Stored records
==================================================

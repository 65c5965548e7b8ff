//! Named capability registry.
//!
//! Handlers obtain utility capabilities by name (`buffer` for content
//! encoding, `uuid` for unique identifiers). The registry is an explicit value
//! handed to whoever needs it; there is no process-wide instance.

use std::fmt;
use std::sync::Arc;

use crate::encoder::{Base64Encoder, ContentEncoder};
use crate::error::{CoreError, CoreResult};

/// Generates unique identifiers.
pub trait IdGenerator: Send + Sync {
    /// Produce a new identifier.
    fn generate(&self) -> String;
}

/// Random (v4) UUID generator.
#[derive(Debug, Clone, Copy, Default)]
pub struct UuidGenerator;

impl IdGenerator for UuidGenerator {
    fn generate(&self) -> String {
        uuid::Uuid::new_v4().to_string()
    }
}

/// A capability handed out by the [`Library`].
#[derive(Clone)]
pub enum Capability {
    /// Byte-buffer operations, used for body encoding.
    Buffer(Arc<dyn ContentEncoder>),
    /// Unique-id generation.
    Uuid(Arc<dyn IdGenerator>),
}

impl Capability {
    /// Name under which the capability is registered.
    #[must_use]
    pub fn name(&self) -> &'static str {
        match self {
            Self::Buffer(_) => Library::BUFFER,
            Self::Uuid(_) => Library::UUID,
        }
    }
}

impl fmt::Debug for Capability {
    fn fmt(&self, f: &mut fmt::Formatter<'_>) -> fmt::Result {
        f.debug_tuple("Capability").field(&self.name()).finish()
    }
}

/// Registry of named capabilities.
#[derive(Clone)]
pub struct Library {
    encoder: Arc<dyn ContentEncoder>,
    ids: Arc<dyn IdGenerator>,
}

impl Library {
    /// Name of the byte-buffer capability.
    pub const BUFFER: &str = "buffer";
    /// Name of the unique-id capability.
    pub const UUID: &str = "uuid";

    /// Create a registry from explicit capability implementations.
    #[must_use]
    pub fn new(encoder: Arc<dyn ContentEncoder>, ids: Arc<dyn IdGenerator>) -> Self {
        Self { encoder, ids }
    }

    /// Load a capability by name.
    pub fn load(&self, name: &str) -> CoreResult<Capability> {
        match name {
            Self::BUFFER => Ok(Capability::Buffer(Arc::clone(&self.encoder))),
            Self::UUID => Ok(Capability::Uuid(Arc::clone(&self.ids))),
            other => Err(CoreError::UnsupportedLibrary(other.to_owned())),
        }
    }

    /// Load the content encoder registered under [`Library::BUFFER`].
    pub fn encoder(&self) -> CoreResult<Arc<dyn ContentEncoder>> {
        match self.load(Self::BUFFER)? {
            Capability::Buffer(encoder) => Ok(encoder),
            Capability::Uuid(_) => Err(CoreError::UnsupportedLibrary(Self::BUFFER.to_owned())),
        }
    }
}

impl Default for Library {
    fn default() -> Self {
        Self::new(Arc::new(Base64Encoder), Arc::new(UuidGenerator))
    }
}

impl fmt::Debug for Library {
    fn fmt(&self, f: &mut fmt::Formatter<'_>) -> fmt::Result {
        f.debug_struct("Library")
            .field("capabilities", &[Self::BUFFER, Self::UUID])
            .finish()
    }
}
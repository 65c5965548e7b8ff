//! Response factories.
//!
//! Each factory fixes a status code and delegates to the response
//! constructor. [`ResponseFactory`] carries the content encoder; the free
//! functions use a shared factory backed by the standard base64 encoder.

use std::fmt;
use std::sync::{Arc, LazyLock};

use envelope_core::{Base64Encoder, ContentEncoder, CoreResult, Library};

use crate::classify::ApiErrorPayload;
use crate::headers::HeaderInput;
use crate::response::{Content, HttpResponse, ResponseParts};

/// Content type attached by [`ok_json`].
pub const APPLICATION_JSON: &str = "application/json";

/// Status code of [`api_error`] when none is given.
pub const DEFAULT_API_ERROR_STATUS: u16 = 400;

static STANDARD: LazyLock<ResponseFactory> = LazyLock::new(ResponseFactory::default);

/// Builds responses with an injected [`ContentEncoder`].
#[derive(Clone)]
pub struct ResponseFactory {
    encoder: Arc<dyn ContentEncoder>,
}

impl ResponseFactory {
    /// Create a factory around an encoder.
    #[must_use]
    pub fn new(encoder: Arc<dyn ContentEncoder>) -> Self {
        Self { encoder }
    }

    /// Create a factory using the `buffer` capability of `library`.
    pub fn from_library(library: &Library) -> CoreResult<Self> {
        Ok(Self::new(library.encoder()?))
    }

    /// The shared factory using the standard base64 encoder.
    #[must_use]
    pub fn standard() -> &'static Self {
        &STANDARD
    }

    /// Build a response from its parts.
    #[must_use]
    pub fn response(&self, parts: ResponseParts) -> HttpResponse {
        HttpResponse::encoded_with(parts, self.encoder.as_ref())
    }

    fn with_status(
        &self,
        status_code: u16,
        headers: HeaderInput,
        body: Content,
    ) -> HttpResponse {
        self.response(ResponseParts {
            status_code: Some(status_code),
            headers,
            body,
        })
    }

    /// 200 OK.
    #[must_use]
    pub fn ok(&self, body: impl Into<Content>, headers: impl Into<HeaderInput>) -> HttpResponse {
        self.with_status(200, headers.into(), body.into())
    }

    /// 200 OK with a JSON body and `Content-Type: application/json`.
    ///
    /// A JSON string is sent verbatim; any other value is serialized first.
    #[must_use]
    pub fn ok_json(&self, body: impl Into<serde_json::Value>) -> HttpResponse {
        let text = match body.into() {
            serde_json::Value::String(s) => s,
            other => other.to_string(),
        };
        self.ok(text, [("Content-Type", APPLICATION_JSON)])
    }

    /// 201 Created.
    #[must_use]
    pub fn created(
        &self,
        body: impl Into<Content>,
        headers: impl Into<HeaderInput>,
    ) -> HttpResponse {
        self.with_status(201, headers.into(), body.into())
    }

    /// 202 Accepted.
    #[must_use]
    pub fn accepted(
        &self,
        body: impl Into<Content>,
        headers: impl Into<HeaderInput>,
    ) -> HttpResponse {
        self.with_status(202, headers.into(), body.into())
    }

    /// 204 No Content.
    #[must_use]
    pub fn no_content(&self, headers: impl Into<HeaderInput>) -> HttpResponse {
        self.with_status(204, headers.into(), Content::empty())
    }

    /// 400 Bad Request.
    #[must_use]
    pub fn bad_request(&self, body: impl Into<Content>) -> HttpResponse {
        self.with_status(400, HeaderInput::Absent, body.into())
    }

    /// 401 Unauthorized.
    #[must_use]
    pub fn unauthorized(&self, body: impl Into<Content>) -> HttpResponse {
        self.with_status(401, HeaderInput::Absent, body.into())
    }

    /// 500 Internal Server Error.
    #[must_use]
    pub fn internal_error(&self, body: impl Into<Content>) -> HttpResponse {
        self.with_status(500, HeaderInput::Absent, body.into())
    }

    /// An API error with a JSON `{type, detail, parameters}` body.
    ///
    /// The status defaults to 400.
    #[must_use]
    pub fn api_error(
        &self,
        error_type: impl Into<String>,
        detail: impl Into<String>,
        parameters: Option<serde_json::Value>,
        status_code: Option<u16>,
    ) -> HttpResponse {
        let payload = ApiErrorPayload {
            parameters,
            ..ApiErrorPayload::new(error_type, detail)
        };
        self.with_status(
            status_code.unwrap_or(DEFAULT_API_ERROR_STATUS),
            HeaderInput::Absent,
            payload.to_json().into(),
        )
    }
}

impl Default for ResponseFactory {
    fn default() -> Self {
        Self::new(Arc::new(Base64Encoder))
    }
}

impl fmt::Debug for ResponseFactory {
    fn fmt(&self, f: &mut fmt::Formatter<'_>) -> fmt::Result {
        f.debug_struct("ResponseFactory")
            .field("encoder", &"...")
            .finish()
    }
}

/// 200 OK.
#[must_use]
pub fn ok(body: impl Into<Content>, headers: impl Into<HeaderInput>) -> HttpResponse {
    STANDARD.ok(body, headers)
}

/// 200 OK with a JSON body and `Content-Type: application/json`.
#[must_use]
pub fn ok_json(body: impl Into<serde_json::Value>) -> HttpResponse {
    STANDARD.ok_json(body)
}

/// 201 Created.
#[must_use]
pub fn created(body: impl Into<Content>, headers: impl Into<HeaderInput>) -> HttpResponse {
    STANDARD.created(body, headers)
}

/// 202 Accepted.
#[must_use]
pub fn accepted(body: impl Into<Content>, headers: impl Into<HeaderInput>) -> HttpResponse {
    STANDARD.accepted(body, headers)
}

/// 204 No Content.
#[must_use]
pub fn no_content(headers: impl Into<HeaderInput>) -> HttpResponse {
    STANDARD.no_content(headers)
}

/// 400 Bad Request.
#[must_use]
pub fn bad_request(body: impl Into<Content>) -> HttpResponse {
    STANDARD.bad_request(body)
}

/// 401 Unauthorized.
#[must_use]
pub fn unauthorized(body: impl Into<Content>) -> HttpResponse {
    STANDARD.unauthorized(body)
}

/// 500 Internal Server Error.
#[must_use]
pub fn internal_error(body: impl Into<Content>) -> HttpResponse {
    STANDARD.internal_error(body)
}

/// An API error with a JSON `{type, detail, parameters}` body.
#[must_use]
pub fn api_error(
    error_type: impl Into<String>,
    detail: impl Into<String>,
    parameters: Option<serde_json::Value>,
    status_code: Option<u16>,
) -> HttpResponse {
    STANDARD.api_error(error_type, detail, parameters, status_code)
}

==================================================

→ **Task description**
Reproduce the records above exactly, from the first line through the line containing "pub trait IdGenerator: Send", and output nothing else.

→ **Result of the exercise**
repository 65c5965548e7b8ff
//! Named capability registry.
//!
//! Handlers obtain utility capabilities by name (`buffer` for content
//! encoding, `uuid` for unique identifiers). The registry is an explicit value
//! handed to whoever needs it; there is no process-wide instance.

use std::fmt;
use std::sync::Arc;

use crate::encoder::{Base64Encoder, ContentEncoder};
use crate::error::{CoreError, CoreResult};

/// Generates unique identifiers.
pub trait IdGenerator: Send + Sync {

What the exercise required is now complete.